In his 1913 dictionary, Noah Webster defined freedom, in part, as the “exemption from the power and control of another.” Freedom, we have come to believe, means that we are not bound to anyone or anything. In our highly individualistic culture, we place great value on such independence. But what if we’re wrong? What if we have misjudged our reality and misunderstood true freedom?
Consider a fish in a fishbowl. It would be ridiculous for a mother fish to say to her baby fish, “You can be anything you want to be.” That is simply untrue. The fish lives in a finite reality, with finite opportunities. True freedom, our culture might say, would be to shatter the confining bowl and to explore the world beyond.
What, though, would happen if the fish did manage to break out of his glass world? He would be unable to survive his newfound “freedom,” for he would soon suffocate. The walls of his fishbowl, it would turn out, were not hindering his freedom but maximizing it.

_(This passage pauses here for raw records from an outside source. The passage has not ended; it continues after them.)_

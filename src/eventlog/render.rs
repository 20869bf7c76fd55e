use std::collections::{BTreeMap, BTreeSet};
use std::io::{BufRead, Write};
use std::sync::Mutex;

use super::{Event, Result, TaskState};

struct TaskProgress {
    label: String,
    canary: bool,
    started_at: i64,
    progress: u32,
    terminal: bool,
    failed: bool,
}

// Everything the renderer knows about the stage under the cursor
struct StageProgress {
    name: String,
    tags: Vec<String>,
    total: u32,
    tasks: BTreeMap<u32, TaskProgress>,
    first_started: Option<i64>,
    last_event: i64,
    finished_steps: u32,
    running: u32,
    max_in_flight: u32,
    non_canary_start: Option<i64>,
    non_canary_durs: Vec<i64>,
    any_failed: bool,
    errored: bool,
}

impl StageProgress {
    fn open(ev: &Event) -> StageProgress {
        StageProgress {
            name: ev.stage.clone(),
            tags: sorted_tags(&ev.tags),
            total: ev.total, // authoritative from the first event of the stage
            tasks: BTreeMap::new(),
            first_started: None,
            last_event: ev.time,
            finished_steps: 0,
            running: 0,
            max_in_flight: 0,
            non_canary_start: None,
            non_canary_durs: vec![],
            any_failed: false,
            errored: false,
        }
    }

    fn apply(&mut self, ev: &Event, no_bar: bool) -> Vec<String> {
        let mut lines = vec![];
        self.last_event = ev.time;
        match ev.state {
            TaskState::Started => {
                if self.tasks.contains_key(&ev.index) {
                    return lines; // repeated started, ignore
                }
                let canary = ev.tags.iter().any(|t| t == "canary");
                self.tasks.insert(ev.index, TaskProgress {
                    label: ev.task.clone(),
                    canary,
                    started_at: ev.time,
                    progress: 0,
                    terminal: false,
                    failed: false,
                });
                if self.first_started.is_none() {
                    self.first_started = Some(ev.time);
                }
                if !canary && self.non_canary_start.is_none() {
                    self.non_canary_start = Some(ev.time);
                }
                self.running += 1;
                if self.running > self.max_in_flight {
                    self.max_in_flight = self.running;
                }
                if no_bar {
                    lines.push(format!(
                        "  Started {}{}: {}",
                        self.name,
                        tag_suffix(&ev.tags),
                        task_label(&ev.task)
                    ));
                }
            }
            TaskState::InProgress => {
                // unknown indices and terminal tasks are ignored, not errors
                if let Some(t) = self.tasks.get_mut(&ev.index) {
                    if !t.terminal {
                        t.progress = ::std::cmp::min(ev.progress.unwrap_or(t.progress), 100);
                    }
                }
            }
            TaskState::Finished | TaskState::Failed => {
                let failed = ev.state == TaskState::Failed;
                let done = match self.tasks.get_mut(&ev.index) {
                    None => return lines, // never started, ignore
                    Some(t) => {
                        if t.terminal {
                            return lines; // at most one terminal per task
                        }
                        t.terminal = true;
                        t.failed = failed;
                        if !failed {
                            t.progress = 100;
                        }
                        (t.canary, ev.time - t.started_at, t.label.clone())
                    }
                };
                self.finished_steps += 1;
                if self.running > 0 {
                    self.running -= 1;
                }
                if failed {
                    self.any_failed = true;
                }
                let (canary, dur, label) = done;
                if !canary && !failed {
                    self.non_canary_durs.push(dur);
                }
                if no_bar {
                    let verb = if failed { "   Failed" } else { "     Done" };
                    lines.push(format!(
                        "{} {}{}: {}",
                        verb,
                        self.name,
                        tag_suffix(&ev.tags),
                        task_label(&label)
                    ));
                } else {
                    let mut line = format!(
                        "  {}/{} {}",
                        self.finished_steps,
                        self.total,
                        task_label(&label)
                    );
                    if let Some(eta) = self.eta() {
                        let left = eta - ev.time;
                        if left > 0 {
                            line.push_str(&format!(" (eta {}s)", left));
                        }
                    }
                    lines.push(line);
                }
            }
        }
        lines
    }

    /// Fractional progress over the stage, clipped to `[0, total]`
    fn current(&self) -> f64 {
        let sum: f64 = self.tasks.values().map(|t| f64::from(t.progress) / 100.0).sum();
        let total = f64::from(self.total);
        if sum < 0.0 {
            0.0
        } else if sum > total {
            total
        } else {
            sum
        }
    }

    /// Estimated completion time in epoch seconds
    ///
    /// Uses the best-guess batch width (largest observed concurrency) and
    /// the running average of completed non-canary task durations.
    fn eta(&self) -> Option<i64> {
        let start = self.non_canary_start?;
        if self.non_canary_durs.is_empty() || self.max_in_flight == 0 || self.finished_steps >= self.total {
            return None;
        }
        let avg: f64 = self.non_canary_durs.iter().map(|d| *d as f64).sum::<f64>()
            / self.non_canary_durs.len() as f64;
        let remaining = self.total - self.finished_steps;
        let batches_remaining = (f64::from(remaining) / f64::from(self.max_in_flight)).ceil();
        Some(start + (avg * batches_remaining) as i64)
    }

    fn terminal(&self) -> bool {
        self.errored || self.finished_steps >= self.total
    }

    fn disposition(&self) -> &'static str {
        if self.errored {
            "Error"
        } else if self.any_failed || self.finished_steps < self.total {
            "Not done"
        } else {
            "Done"
        }
    }
}

fn sorted_tags(tags: &[String]) -> Vec<String> {
    let mut ts = tags.to_vec();
    ts.sort();
    ts
}

fn tag_suffix(tags: &[String]) -> String {
    if tags.is_empty() {
        String::new()
    } else {
        format!(" {}", sorted_tags(tags).join(", "))
    }
}

// Labels starting with two uppercase letters (acronyms, VM names) print
// verbatim; anything else gets its first character lowercased.
fn task_label(label: &str) -> String {
    let upper2 = {
        let mut cs = label.chars();
        match (cs.next(), cs.next()) {
            (Some(a), Some(b)) => a.is_uppercase() && b.is_uppercase(),
            _ => false,
        }
    };
    if upper2 {
        label.to_string()
    } else {
        let mut cs = label.chars();
        match cs.next() {
            Some(first) => first.to_lowercase().collect::<String>() + cs.as_str(),
            None => String::new(),
        }
    }
}

struct Inner {
    out: Box<dyn Write + Send>,
    current: Option<StageProgress>,
    closed: BTreeSet<String>,
    dropped: u64,
}

/// Consumes the event stream and maintains the progress model
///
/// Single-cursor: a stage is current from its first event until any event
/// for a later stage arrives; earlier stages are never reopened. One mutex
/// serializes all model mutation and output.
pub struct Renderer {
    inner: Mutex<Inner>,
    no_bar: BTreeSet<String>,
}

impl Renderer {
    pub fn new(out: Box<dyn Write + Send>, no_bar: BTreeSet<String>) -> Renderer {
        Renderer {
            inner: Mutex::new(Inner {
                out,
                current: None,
                closed: BTreeSet::new(),
                dropped: 0,
            }),
            no_bar,
        }
    }

    /// Feed one raw stream line; invalid lines are counted then dropped
    pub fn handle_line(&self, line: &str) {
        match Event::parse(line) {
            Some(ev) => self.handle(ev),
            None => {
                if !line.trim().is_empty() {
                    let mut inner = self.inner.lock().unwrap();
                    inner.dropped += 1;
                }
            }
        }
    }

    pub fn handle(&self, ev: Event) {
        let mut inner = self.inner.lock().unwrap();
        if inner.closed.contains(&ev.stage) {
            return; // single cursor, no reopen
        }
        let switching = inner
            .current
            .as_ref()
            .map(|c| c.name != ev.stage)
            .unwrap_or(true);
        if switching {
            if let Some(prev) = inner.current.take() {
                end_stage(&mut inner, prev);
            }
            // no-bar stages print their own per-task lines instead
            if !self.no_bar.contains(&ev.stage) {
                let header = format!("{}{}", ev.stage, tag_suffix(&ev.tags));
                let _ = writeln!(inner.out, "{}", header);
            }
            inner.current = Some(StageProgress::open(&ev));
        }

        if ev.error.is_some() {
            if let Some(cur) = inner.current.as_mut() {
                cur.errored = true;
                cur.last_event = ev.time;
            }
            if let Some(cur) = inner.current.take() {
                end_stage(&mut inner, cur);
            }
            return;
        }

        let no_bar = self.no_bar.contains(&ev.stage);
        let lines = match inner.current.as_mut() {
            Some(cur) => cur.apply(&ev, no_bar),
            None => vec![],
        };
        for l in lines {
            let _ = writeln!(inner.out, "{}", l);
        }
        let finished = inner.current.as_ref().map(|c| c.terminal()).unwrap_or(false);
        if finished {
            if let Some(cur) = inner.current.take() {
                end_stage(&mut inner, cur);
            }
        }
    }

    /// Drive a whole reader through the renderer
    pub fn consume<R: BufRead>(&self, reader: R) -> Result<()> {
        for line in reader.lines() {
            self.handle_line(&line?);
        }
        self.finish();
        Ok(())
    }

    /// Close out the stage under the cursor
    pub fn finish(&self) {
        let mut inner = self.inner.lock().unwrap();
        if let Some(cur) = inner.current.take() {
            end_stage(&mut inner, cur);
        }
    }

    pub fn dropped(&self) -> u64 {
        self.inner.lock().unwrap().dropped
    }

    /// ETA of the stage under the cursor, in epoch seconds
    pub fn current_eta(&self) -> Option<i64> {
        self.inner.lock().unwrap().current.as_ref().and_then(|c| c.eta())
    }

    /// `(fractional_progress, finished_steps, total)` of the current stage
    pub fn current_progress(&self) -> Option<(f64, u32, u32)> {
        let inner = self.inner.lock().unwrap();
        inner
            .current
            .as_ref()
            .map(|c| (c.current(), c.finished_steps, c.total))
    }

    /// Largest observed number of simultaneously started tasks
    pub fn observed_max_in_flight(&self) -> Option<u32> {
        self.inner.lock().unwrap().current.as_ref().map(|c| c.max_in_flight)
    }

    pub fn current_stage(&self) -> Option<String> {
        self.inner.lock().unwrap().current.as_ref().map(|c| c.name.clone())
    }
}

/// Write adapter feeding complete stream lines into a renderer
///
/// Lets the renderer sit directly behind an `EventLog` sink; raw lines can
/// additionally be teed to a file for later `armada render` runs.
pub struct LineSink {
    renderer: ::std::sync::Arc<Renderer>,
    tee: Option<Box<dyn Write + Send>>,
    buf: Vec<u8>,
}

impl LineSink {
    pub fn new(renderer: ::std::sync::Arc<Renderer>, tee: Option<Box<dyn Write + Send>>) -> LineSink {
        LineSink {
            renderer,
            tee,
            buf: vec![],
        }
    }
}

impl Write for LineSink {
    fn write(&mut self, data: &[u8]) -> ::std::io::Result<usize> {
        if let Some(ref mut t) = self.tee {
            t.write_all(data)?;
        }
        self.buf.extend_from_slice(data);
        while let Some(pos) = self.buf.iter().position(|b| *b == b'\n') {
            let line: Vec<u8> = self.buf.drain(..=pos).collect();
            self.renderer.handle_line(&String::from_utf8_lossy(&line));
        }
        Ok(data.len())
    }

    fn flush(&mut self) -> ::std::io::Result<()> {
        if let Some(ref mut t) = self.tee {
            t.flush()?;
        }
        Ok(())
    }
}

// Stage-end label: elapsed wall time between the first started event and
// the last terminal one, titled by disposition.
fn end_stage(inner: &mut Inner, stage: StageProgress) {
    let elapsed = match stage.first_started {
        Some(first) => stage.last_event - first,
        None => 0,
    };
    let _ = writeln!(
        inner.out,
        "{}{}: {} ({}s)",
        stage.name,
        tag_suffix(&stage.tags),
        stage.disposition(),
        elapsed
    );
    inner.closed.insert(stage.name);
}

We too live in a finite world. Praise God, He has given us a world far richer than a fishbowl. But it is finite all the same. There are boundaries around our reality. These boundaries, drawn by a God infinite both in love and knowledge are for our good and His glory. True life, true freedom, is found within His boundaries. To believe there is life outside them is to be deceived.
Can we break through the boundaries? Sure, we can. But, when we do, we, like the foolish fish, find that it leads only to death and despair.